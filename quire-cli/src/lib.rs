//! Shared helpers for the quire command-line client.

use anyhow::{Context, Result};
use quire_client::ClientConfig;
use quire_store::{CacheEntry, EntryState, MutationOutcome, Session};
use std::fs;
use std::path::Path;
use tracing::{debug, info};

/// Loads the config file if one is given, then applies the base URL override.
pub fn load_config(path: Option<&Path>, base_url: Option<String>) -> Result<ClientConfig> {
    let mut config = match path {
        Some(path) => ClientConfig::load(path)
            .with_context(|| format!("Failed to load config from {}", path.display()))?,
        None => ClientConfig::default(),
    };
    if let Some(base_url) = base_url {
        config.base_url = base_url;
        config.validate().context("Invalid --base-url")?;
    }
    Ok(config)
}

/// Reads a session saved by a previous `login`.
pub fn load_session(path: &Path) -> Result<Option<Session>> {
    if !path.exists() {
        return Ok(None);
    }
    debug!("Loading session from {:?}", path);
    let bytes = fs::read(path).context("Failed to read session file")?;
    let session = serde_json::from_slice(&bytes).context("Failed to decode session file")?;
    Ok(Some(session))
}

pub fn save_session(path: &Path, session: &Session) -> Result<()> {
    info!("Saving session to {:?}", path);
    let bytes = serde_json::to_vec_pretty(session).context("Failed to encode session")?;
    fs::write(path, bytes).context("Failed to write session file")
}

/// Deletes the session file. Returns false if there was none.
pub fn clear_session(path: &Path) -> Result<bool> {
    if !path.exists() {
        return Ok(false);
    }
    fs::remove_file(path).context("Failed to remove session file")?;
    Ok(true)
}

fn state_marker(state: EntryState) -> &'static str {
    match state {
        EntryState::Fresh => "",
        EntryState::Stale => " (stale)",
        EntryState::Pending => " (pending)",
        EntryState::Error => " (refresh failed)",
    }
}

/// `<id>  <title>` plus a marker for entries not confirmed fresh.
pub fn article_line(entry: &CacheEntry) -> String {
    let title = entry.value["title"].as_str().unwrap_or("(untitled)");
    format!("{}  {}{}", entry.key.id(), title, state_marker(entry.state))
}

/// `[x] <message>` for read notifications, `[ ]` for unread ones.
pub fn notification_line(entry: &CacheEntry) -> String {
    let read = entry.value["read"].as_bool().unwrap_or(false);
    let message = entry.value["message"].as_str().unwrap_or("");
    format!(
        "[{}] {}  {}{}",
        if read { "x" } else { " " },
        entry.key.id(),
        message,
        state_marker(entry.state)
    )
}

pub fn outcome_line(what: &str, outcome: &MutationOutcome) -> String {
    match outcome {
        MutationOutcome::Committed => format!("{what}: done"),
        MutationOutcome::RolledBack(failed) => format!("{what}: failed ({})", failed.cause),
    }
}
§
## WORK ITEM
Reply with one number, the count of lines in the data that contain "title".

## EXERCISE RESPONSE
3